Destiny sighed. Closing her eyes. She repeated the mantra her mother told her,

Hold onto the light.

Hold onto the light.

Hold onto the light.

Then Destiny opened her eyes...


She was there with that smile.

That smile was familiar to Destiny.

It was the Mother Will.

Anyone else would be losing their mind on the Mother Will's abrupt arrival. Destiny, on the other hand, didn't so much as flinch. If anything, Destiny would be rolling her eyes if she knew what that meant.

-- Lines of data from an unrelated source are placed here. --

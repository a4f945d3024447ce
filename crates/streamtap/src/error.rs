//! Error types for streamtap
//!
//! None of these errors ever reach the caller iterating a proxied stream.
//! They are produced at the telemetry boundaries, logged, and dropped.

use thiserror::Error;

/// Main error type for streamtap operations
#[derive(Error, Debug)]
pub enum TapError {
    /// A fragment could not be merged into the accumulator tree
    #[error("Malformed chunk: {0}")]
    MalformedChunk(#[from] MergeError),

    /// The chunk parser could not turn a vendor chunk into a value tree
    #[error("Parse error: {0}")]
    Parse(String),

    /// Attribute extraction from the materialized response failed
    #[error("Extraction error: {0}")]
    Extraction(String),

    /// The span sink rejected an operation
    #[error("Sink error: {0}")]
    Sink(String),

    /// Configuration errors
    #[error("Configuration error: {0}")]
    Config(String),

    /// I/O errors
    #[error("I/O error: {0}")]
    Io(#[from] std::io::Error),

    /// Serialization errors
    #[error("Serialization error: {0}")]
    Serialization(String),
}

impl From<serde_json::Error> for TapError {
    fn from(err: serde_json::Error) -> Self {
        TapError::Serialization(err.to_string())
    }
}

/// Result type alias for streamtap operations
pub type Result<T> = std::result::Result<T, TapError>;

/// A fragment value did not fit the node it was routed to.
///
/// The path is collected leaf-first while the error bubbles up through the
/// tree and rendered root-first.
#[derive(Error, Debug, Clone, PartialEq)]
#[error("expected {} at `{}`, found {}", .expected, render_path(.segments), .found)]
pub struct MergeError {
    segments: Vec<String>,
    /// What the node expected to receive
    pub expected: &'static str,
    /// What the fragment actually carried
    pub found: &'static str,
}

impl MergeError {
    pub fn mismatch(expected: &'static str, found: &'static str) -> Self {
        Self {
            segments: Vec::new(),
            expected,
            found,
        }
    }

    /// Prefix the error path with the key of the enclosing node.
    pub fn within(mut self, segment: impl Into<String>) -> Self {
        self.segments.push(segment.into());
        self
    }

    /// Dotted path from the root to the offending field, `<root>` when empty.
    pub fn path(&self) -> String {
        render_path(&self.segments)
    }
}

fn render_path(segments: &[String]) -> String {
    if segments.is_empty() {
        return "<root>".to_string();
    }
    segments
        .iter()
        .rev()
        .map(String::as_str)
        .collect::<Vec<_>>()
        .join(".")
}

The little girl simply stared at the reflection in the mirror. The Mother Will unnaturally lean forward until her lips are level with Destiny's ear,

"... You feel it too, don’t you?" The Mother Will softly said, "You belong here. These children - they don’t understand you. But the Pit does. I do.”

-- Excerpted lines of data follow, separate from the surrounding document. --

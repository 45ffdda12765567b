// SPDX-License-Identifier: AGPL-3.0-or-later
//
// Copyright (C) 2026 Relational Network

//! Session issuance and lookup.
//!
//! A successful login produces two cookies scoped to the apex domain:
//!
//! - `WALLET_SESSION`: `HttpOnly`, `SameSite=Strict`, carrying
//!   `<session id>.<HMAC-SHA256(secret, session id)>`. This is the cookie the
//!   server trusts.
//! - `WALLET_SESSION_ID` (name configurable): readable by page scripts,
//!   carrying only the opaque session id so the frontend can tell whether it
//!   is logged in. It never contains the address.
//!
//! The authoritative record lives in the [`SessionStore`].

use std::sync::Arc;

use axum::http::{header::COOKIE, HeaderMap, HeaderValue};
use base64ct::{Base64UrlUnpadded, Encoding};
use chrono::{DateTime, Utc};
use hmac::{Hmac, Mac};
use sha2::Sha256;

use super::AuthError;
use crate::config::{AppConfig, ConfigError, SESSION_COOKIE};
use crate::models::{SessionId, SessionRecord, WalletAddress, SESSION_TTL_SECS};
use crate::storage::{SessionError, SessionResult, SessionStore};

type HmacSha256 = Hmac<Sha256>;

/// `Expires` format required by RFC 6265 (IMF-fixdate).
const COOKIE_DATE_FORMAT: &str = "%a, %d %b %Y %H:%M:%S GMT";

/// Result of a successful login.
#[derive(Debug)]
pub enum SessionOutcome {
    /// The request already carried a live session for this wallet.
    Reused(SessionRecord),
    /// A new session was stored; `cookies` must be sent as `Set-Cookie`.
    Created {
        record: SessionRecord,
        cookies: [HeaderValue; 2],
    },
}

/// Creates, resolves and ends wallet sessions.
pub struct SessionIssuer {
    store: Arc<dyn SessionStore>,
    mac: HmacSha256,
    session_id_cookie: String,
    cookie_domain: String,
}

impl SessionIssuer {
    pub fn new(config: &AppConfig, store: Arc<dyn SessionStore>) -> Result<Self, ConfigError> {
        let mac = HmacSha256::new_from_slice(&config.session_secret).map_err(|e| {
            ConfigError::Invalid {
                var: crate::config::SESSION_SECRET_ENV,
                reason: e.to_string(),
            }
        })?;

        if !config
            .cookie_domain
            .bytes()
            .all(|b| b.is_ascii_graphic() && b != b';' && b != b',')
        {
            return Err(ConfigError::Invalid {
                var: crate::config::REDIRECT_URI_ENV,
                reason: format!("`{}` cannot be used as a cookie domain", config.cookie_domain),
            });
        }

        Ok(Self {
            store,
            mac,
            session_id_cookie: config.session_id_cookie.clone(),
            cookie_domain: config.cookie_domain.clone(),
        })
    }

    pub fn store(&self) -> &Arc<dyn SessionStore> {
        &self.store
    }

    /// Start a session for `address` unless the request already carries a
    /// live one, in which case that session is kept as is.
    pub fn issue_or_reuse(
        &self,
        headers: &HeaderMap,
        address: &str,
    ) -> SessionResult<SessionOutcome> {
        let now = Utc::now();

        if let Some(existing) = self.presented_session(headers, now)? {
            tracing::debug!(
                session_id = %existing.id,
                "Request already carries a live session"
            );
            return Ok(SessionOutcome::Reused(existing));
        }

        let record = self.store.create(WalletAddress::from(address), now);
        self.store.save(&record)?;

        let cookies = [
            self.session_cookie(&record.id)?,
            self.session_id_cookie(&record.id, record.expires_at)?,
        ];

        tracing::info!(
            session_id = %record.id,
            address = %record.address,
            expires_at = %record.expires_at,
            "Session created"
        );

        Ok(SessionOutcome::Created { record, cookies })
    }

    /// Resolve the session on the request to its masked wallet address.
    pub fn who_am_i(&self, headers: &HeaderMap) -> Result<String, AuthError> {
        let record = self.current_session(headers)?;
        record.address.masked().ok_or_else(|| {
            AuthError::CorruptSession(format!(
                "session {} holds no usable wallet address",
                record.id
            ))
        })
    }

    /// Load the session the request authenticates with.
    ///
    /// Requires the client-visible id cookie plus a correctly signed session
    /// cookie for the same id, pointing at a live record. Store read failures
    /// are reported as [`AuthError::NoSession`]; undecodable records as
    /// [`AuthError::CorruptSession`].
    pub fn current_session(&self, headers: &HeaderMap) -> Result<SessionRecord, AuthError> {
        let visible_id = parse_cookie(headers, &self.session_id_cookie)
            .ok_or_else(|| AuthError::NoSession("no session id cookie".to_string()))?;

        let signed = parse_cookie(headers, SESSION_COOKIE)
            .ok_or_else(|| AuthError::NoSession("no session cookie".to_string()))?;
        let id = self
            .verify_session_value(&signed)
            .ok_or_else(|| AuthError::NoSession("session cookie signature invalid".to_string()))?;
        if id.as_str() != visible_id {
            return Err(AuthError::NoSession(
                "session cookies refer to different sessions".to_string(),
            ));
        }

        let record = match self.store.get(&id) {
            Ok(Some(record)) => record,
            Ok(None) => {
                return Err(AuthError::NoSession(format!("session {id} not found")));
            }
            Err(e @ SessionError::Corrupt { .. }) => return Err(e.into()),
            Err(e) => return Err(AuthError::NoSession(format!("session lookup failed: {e}"))),
        };

        if record.is_expired(Utc::now()) {
            return Err(AuthError::NoSession(format!("session {id} expired")));
        }
        Ok(record)
    }

    /// End the session on the request, if any, and return expiring cookies.
    pub fn logout(&self, headers: &HeaderMap) -> SessionResult<[HeaderValue; 2]> {
        let signed_id = parse_cookie(headers, SESSION_COOKIE)
            .and_then(|value| self.verify_session_value(&value));

        if let Some(id) = signed_id {
            if self.store.delete(&id)? {
                tracing::info!(session_id = %id, "Session ended");
            }
        }

        Ok([
            self.clear_cookie(SESSION_COOKIE, true)?,
            self.clear_cookie(&self.session_id_cookie, false)?,
        ])
    }

    /// Signed value for the `WALLET_SESSION` cookie.
    pub fn sign_session_id(&self, id: &SessionId) -> String {
        let mut mac = self.mac.clone();
        mac.update(id.as_str().as_bytes());
        let tag = mac.finalize().into_bytes();
        format!("{id}.{}", Base64UrlUnpadded::encode_string(&tag))
    }

    /// Check a `WALLET_SESSION` cookie value and extract its session id.
    pub fn verify_session_value(&self, value: &str) -> Option<SessionId> {
        let (id, tag) = value.split_once('.')?;
        let id = SessionId::parse(id)?;
        let tag = Base64UrlUnpadded::decode_vec(tag).ok()?;

        let mut mac = self.mac.clone();
        mac.update(id.as_str().as_bytes());
        mac.verify_slice(&tag).ok()?;
        Some(id)
    }

    /// The client-sent id cookie, if it names a live session.
    fn presented_session(
        &self,
        headers: &HeaderMap,
        now: DateTime<Utc>,
    ) -> SessionResult<Option<SessionRecord>> {
        let Some(id) = parse_cookie(headers, &self.session_id_cookie)
            .and_then(|value| SessionId::parse(&value))
        else {
            return Ok(None);
        };
        match self.store.get(&id) {
            Ok(record) => Ok(record.filter(|record| !record.is_expired(now))),
            Err(e @ SessionError::Corrupt { .. }) => {
                tracing::warn!(session_id = %id, error = %e, "Ignoring unreadable session");
                Ok(None)
            }
            Err(e) => Err(e),
        }
    }

    fn session_cookie(&self, id: &SessionId) -> SessionResult<HeaderValue> {
        header_value(format!(
            "{SESSION_COOKIE}={}; Path=/; Domain={}; Max-Age={SESSION_TTL_SECS}; Secure; HttpOnly; SameSite=Strict",
            self.sign_session_id(id),
            self.cookie_domain,
        ))
    }

    fn session_id_cookie(
        &self,
        id: &SessionId,
        expires_at: DateTime<Utc>,
    ) -> SessionResult<HeaderValue> {
        header_value(format!(
            "{}={id}; Path=/; Domain={}; Expires={}; Secure",
            self.session_id_cookie,
            self.cookie_domain,
            expires_at.format(COOKIE_DATE_FORMAT),
        ))
    }

    fn clear_cookie(&self, name: &str, http_only: bool) -> SessionResult<HeaderValue> {
        let flags = if http_only {
            "; HttpOnly; SameSite=Strict"
        } else {
            ""
        };
        header_value(format!(
            "{name}=; Path=/; Domain={}; Max-Age=0; Expires=Thu, 01 Jan 1970 00:00:00 GMT; Secure{flags}",
            self.cookie_domain,
        ))
    }
}

fn header_value(cookie: String) -> SessionResult<HeaderValue> {
    HeaderValue::try_from(cookie).map_err(|e| SessionError::Cookie(e.to_string()))
}

/// Find a cookie by name across all `Cookie` headers.
pub fn parse_cookie(headers: &HeaderMap, name: &str) -> Option<String> {
    headers
        .get_all(COOKIE)
        .iter()
        .filter_map(|value| value.to_str().ok())
        .flat_map(|value| value.split(';'))
        .filter_map(|pair| pair.trim().split_once('='))
        .filter(|(key, _)| *key == name)
        .map(|(_, value)| value.trim_matches('"'))
        .find(|value| !value.is_empty())
        .map(str::to_string)
}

Destiny’s jaw tightened. She didn’t answer. She had learned long ago that speaking back only dragged things out. Her real mother’s voice echoed in her head: Ignore her. She can’t touch you if you don’t let her.

The Mother Will didn’t mind the silence. She never did. “Every night, it pulls at you. Every morning, you wake with its breath still clinging to your skin. You are not like them, Destiny. You never will be.

Destiny sighed. Closing her eyes, trying to steady her breath, trying to push the voice into the background like tv static. She pressed her palms flat against the sink, willing herself to think about anything else—the orphanage bell, the smell of toast still clinging to the halls, the kids arguing over who got the bigger slice or whatever videogame they were playing.

But the Mother’s voice slid through anyway. “You’re wasting yourself here. Playing at being one of them. You could be so much more if you stopped fighting it.”

Destiny sighed.

”... I'm not going back.

"You say that, yet you dream of it every night," The Mother Will whispered. “All that power, all that control... It’s waiting for you. The Pit would bend to your will, Destiny. You could shape it, master it, command it. You could be everything you were meant to be.”

Destiny forced herself to breathe evenly, to let her eyes trace the cracked tiles instead of the reflection behind her. I’m not going back. I won’t.

“But there’s more,” the Mother pressed, leaning closer, so close that Destiny could feel the cold pull of it in her thoughts. “Your mother... Darlene. You want to see her again, don’t you? She’s waiting for you. I can show you where. You have to take the step.”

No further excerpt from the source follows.